Tuesday, January 29, 2013

Flight: Denzel Washington's performance saves the day

In another incarnation, Flight might be a ridiculous movie; but it isn't because Denzel is in it. John Patterson pays tribute

Flight is one of those movies that makes you wonder if it really deserves the great leading performance that holds it together. As it degenerates from its thrilling opening air crash into a rehab-friendly, cod-religious sobriety tract, one remembers this is a Robert Zemeckis movie, and he is prone to this sort of thing.

Which isn't always a bad thing. There's a shocking opening sequence with Denzel Washington cavorting in a hotel bed with a naked woman (Nadine Velazquez of My Name Is Earl), chugging booze and fighting on the phone with his ex-wife; then leaning in to the camera to snort up a fat rail of cocaine, his face grotesquely distorted in close-up. Cut to the elegant hotel corridor, Gimme Shelter screaming on the soundtrack, and Denzel emerges, swaggering and magnificent in full pilot's uniform, ready to go to work. You might never take a flight again after living through that cut.

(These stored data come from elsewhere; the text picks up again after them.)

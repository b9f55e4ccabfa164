use std::collections::BTreeMap;

use chrono::{DateTime, Utc};
use serde::{Deserialize, Serialize};
use sqlx::types::Json;
use sqlx::FromRow;
use uuid::Uuid;
use validator::Validate;

/// Article renvoyé par le catalogue Vinted, après normalisation
#[derive(Debug, Clone, PartialEq, Serialize, Deserialize)]
pub struct MarketItem {
    pub id: i64,
    pub title: String,
    pub price: f64,
    pub brand: Option<String>,
    pub size: Option<String>,
    pub condition: Option<String>,
    pub seller_login: String,
    /// Article déjà vendu (sinon encore disponible)
    pub sold: bool,
}

/// Paramètres d'une recherche dans le catalogue
#[derive(Debug, Clone, Default, PartialEq, Serialize, Deserialize)]
pub struct MarketQuery {
    pub search_text: String,
    #[serde(default)]
    pub brand_ids: Vec<i64>,
    #[serde(default)]
    pub catalog_ids: Vec<i64>,
    #[serde(default)]
    pub status_ids: Vec<i64>,
    /// Restreint la recherche aux articles déjà vendus
    #[serde(default)]
    pub sold_only: bool,
}

#[derive(Debug, Clone, PartialEq, Serialize, Deserialize)]
pub struct Brand {
    pub id: i64,
    pub title: String,
}

#[derive(Debug, Clone, PartialEq, Serialize, Deserialize)]
pub struct Catalog {
    pub id: i64,
    pub title: String,
    #[serde(default)]
    pub parent_id: Option<i64>,
}

#[derive(Debug, Clone, Copy, PartialEq, Eq, Serialize, Deserialize, sqlx::Type)]
#[sqlx(type_name = "TEXT", rename_all = "lowercase")]
#[serde(rename_all = "lowercase")]
pub enum Trend {
    Up,
    Down,
    Stable,
}

#[derive(Debug, Clone, Copy, PartialEq, Eq, Serialize, Deserialize, sqlx::Type)]
#[sqlx(type_name = "TEXT", rename_all = "lowercase")]
#[serde(rename_all = "lowercase")]
pub enum DemandLevel {
    Low,
    Medium,
    High,
}

impl Trend {
    /// Au-delà de ±2 % la tendance est considérée comme marquée
    pub fn from_percentage(pct: f64) -> Self {
        if pct > 2.0 {
            Trend::Up
        } else if pct < -2.0 {
            Trend::Down
        } else {
            Trend::Stable
        }
    }
}

impl DemandLevel {
    pub fn from_volume(items: usize) -> Self {
        match items {
            n if n >= 50 => DemandLevel::High,
            n if n >= 15 => DemandLevel::Medium,
            _ => DemandLevel::Low,
        }
    }
}

/// Vendeur concurrent observé pendant l'analyse
#[derive(Debug, Clone, PartialEq, Serialize, Deserialize)]
pub struct Competitor {
    pub login: String,
    pub price: f64,
}

#[derive(Debug, Clone, Copy, Default, PartialEq, Serialize, Deserialize)]
#[serde(rename_all = "camelCase")]
pub struct PriceMetrics {
    pub min: f64,
    pub max: f64,
    pub average: f64,
    pub median: f64,
}

#[derive(Debug, Clone, Copy, Default, PartialEq, Serialize, Deserialize)]
#[serde(rename_all = "camelCase")]
pub struct MarketSummary {
    pub items_found: usize,
    pub distinct_sellers: usize,
    pub sold_count: usize,
    pub available_count: usize,
}

#[derive(Debug, Clone, Copy, Default, PartialEq, Serialize, Deserialize)]
#[serde(rename_all = "camelCase")]
pub struct MarketKpis {
    pub recommended_price: f64,
    pub sell_through_rate: f64,
    pub competitiveness_score: f64,
    pub trend_30d: f64,
}

/// Résultat complet d'une analyse de marché, avant persistance
#[derive(Debug, Clone, PartialEq, Serialize, Deserialize)]
#[serde(rename_all = "camelCase")]
pub struct PriceAnalysis {
    pub product_name: String,
    pub metrics: PriceMetrics,
    pub summary: MarketSummary,
    pub kpis: MarketKpis,
    pub trend: Trend,
    pub demand_level: DemandLevel,
    pub competitors: Vec<Competitor>,
    pub brand_distribution: BTreeMap<String, u32>,
    pub condition_distribution: BTreeMap<String, u32>,
    pub size_distribution: BTreeMap<String, u32>,
}

/// Analyse persistée, une par couple (utilisateur, produit)
#[derive(Debug, Clone, Serialize, FromRow)]
#[serde(rename_all = "camelCase")]
pub struct MarketAnalysis {
    pub id: Uuid,
    pub user_id: Uuid,
    pub product_name: String,
    pub current_price: f64,
    pub min_price: f64,
    pub max_price: f64,
    pub avg_price: f64,
    pub median_price: f64,
    pub sales_volume: i64,
    pub competitor_count: i64,
    pub trend: Trend,
    pub trend_percentage: f64,
    pub recommended_price: f64,
    pub demand_level: DemandLevel,
    pub competitors: Json<Vec<Competitor>>,
    pub brand_distribution: Json<BTreeMap<String, u32>>,
    pub condition_distribution: Json<BTreeMap<String, u32>>,
    pub last_updated: DateTime<Utc>,
    pub created_at: DateTime<Utc>,
    pub updated_at: DateTime<Utc>,
}

impl MarketAnalysis {
    /// Projette un résultat d'analyse vers sa forme persistée
    pub fn from_analysis(user_id: Uuid, analysis: &PriceAnalysis) -> Self {
        let now = Utc::now();
        Self {
            id: Uuid::new_v4(),
            user_id,
            product_name: analysis.product_name.clone(),
            current_price: analysis.metrics.average,
            min_price: analysis.metrics.min,
            max_price: analysis.metrics.max,
            avg_price: analysis.metrics.average,
            median_price: analysis.metrics.median,
            sales_volume: analysis.summary.sold_count as i64,
            competitor_count: analysis.summary.distinct_sellers as i64,
            trend: analysis.trend,
            trend_percentage: analysis.kpis.trend_30d,
            recommended_price: analysis.kpis.recommended_price,
            demand_level: analysis.demand_level,
            competitors: Json(analysis.competitors.clone()),
            brand_distribution: Json(analysis.brand_distribution.clone()),
            condition_distribution: Json(analysis.condition_distribution.clone()),
            last_updated: now,
            created_at: now,
            updated_at: now,
        }
    }
}

/// Point d'historique de prix pour un produit
#[derive(Debug, Clone, Serialize, FromRow)]
#[serde(rename_all = "camelCase")]
pub struct HistoricalPrice {
    pub id: Uuid,
    pub product_name: String,
    pub date: DateTime<Utc>,
    pub avg_price: f64,
    pub sales_volume: i64,
}

impl HistoricalPrice {
    pub fn new(product_name: &str, avg_price: f64, sales_volume: i64) -> Self {
        Self {
            id: Uuid::new_v4(),
            product_name: product_name.to_string(),
            date: Utc::now(),
            avg_price,
            sales_volume,
        }
    }
}

/// Demande d'analyse de marché
#[derive(Debug, Clone, Deserialize, Validate)]
pub struct AnalyzeRequest {
    #[validate(length(min = 1, max = 200, message = "Le texte de recherche est requis"))]
    pub search_text: String,
    /// Jeton Vinted explicite; sinon celui enregistré pour l'utilisateur
    #[serde(default)]
    pub vinted_token: Option<String>,
    #[serde(default)]
    pub test_mode: bool,
    #[serde(default)]
    pub brand_ids: Vec<i64>,
    #[serde(default)]
    pub catalog_ids: Vec<i64>,
    #[serde(default)]
    pub status_ids: Vec<i64>,
}

/// Prix et annonce proposés par le conseiller IA
#[derive(Debug, Clone, PartialEq, Serialize, Deserialize)]
#[serde(rename_all(serialize = "camelCase"))]
pub struct AiSuggestion {
    pub prix_suggere: f64,
    pub description_suggeree: String,
}

/// Réponse d'une analyse: le résultat et l'identifiant sauvegardé s'il existe
#[derive(Debug, Clone, Serialize)]
#[serde(rename_all = "camelCase")]
pub struct AnalyzeResponse {
    pub analysis: PriceAnalysis,
    pub saved_id: Option<Uuid>,
    pub ai_suggestion: Option<AiSuggestion>,
}

/// Analyse accompagnée de l'évolution de son prix moyen
#[derive(Debug, Clone, Serialize)]
#[serde(rename_all = "camelCase")]
pub struct MarketAnalysisDetail {
    #[serde(flatten)]
    pub analysis: MarketAnalysis,
    pub price_evolution: Vec<HistoricalPrice>,
}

As the toxicology reports come in post-disaster, the facts of a broken tail mechanism and of Washington's indubitable resourcefulness and heroism (possibly coke-fuelled) during the disaster fade into the background as the full extent of his addictions becomes clear. The hero in short order becomes the heel, but no matter how rough that ride becomes, there is always a part of one's mind saying, "This guy's a two-car garage, three-bedroom asshole, but Denzel is crushing it!" A lesser actor would have had a very hard time keeping the viewer on his side.

Denzel's career seems emblematic of all the changing pathologies about race in Hollywood over the last four decades. His first role – oh, this is too perfect – was as "Alley Mugger #1", literally bottom of the bill, in Michael Winner's white-backlash cri de guerre Death Wish (Sidney Poitier fought for this?). His first co-starring role was as George Segal's newly discovered grown-up black son in 1981's Carbon Copy, a movie so racially tone-deaf it's rarely seen today. There followed a long slog out of the Poitier Illusion, wherein every black character had to be a superhero and a community role model, as if repeating it ad infinitum would one day obliterate the memory of The Birth Of A Nation, and Amos And Andy (it was a necessary restorative, but sure was boring to live through as a moviegoer). Then Washington forged two enduring creative partnerships, firstly with indie-minded Spike Lee and then – to lubricate and solidify his crossover to colourblind superstardom – with studio-friendly Tony Scott on the other. Really, how could he not succeed? The camera still feasts on his beauty now that he's pushing 60 as hungrily it would on any 1955 MGM contract starlet.

As America has slowly grown up about race, especially in the last 20 years, Denzel has often been the man leading it by the hand, one Oscar at a time. He won't win this year, but he deserves to.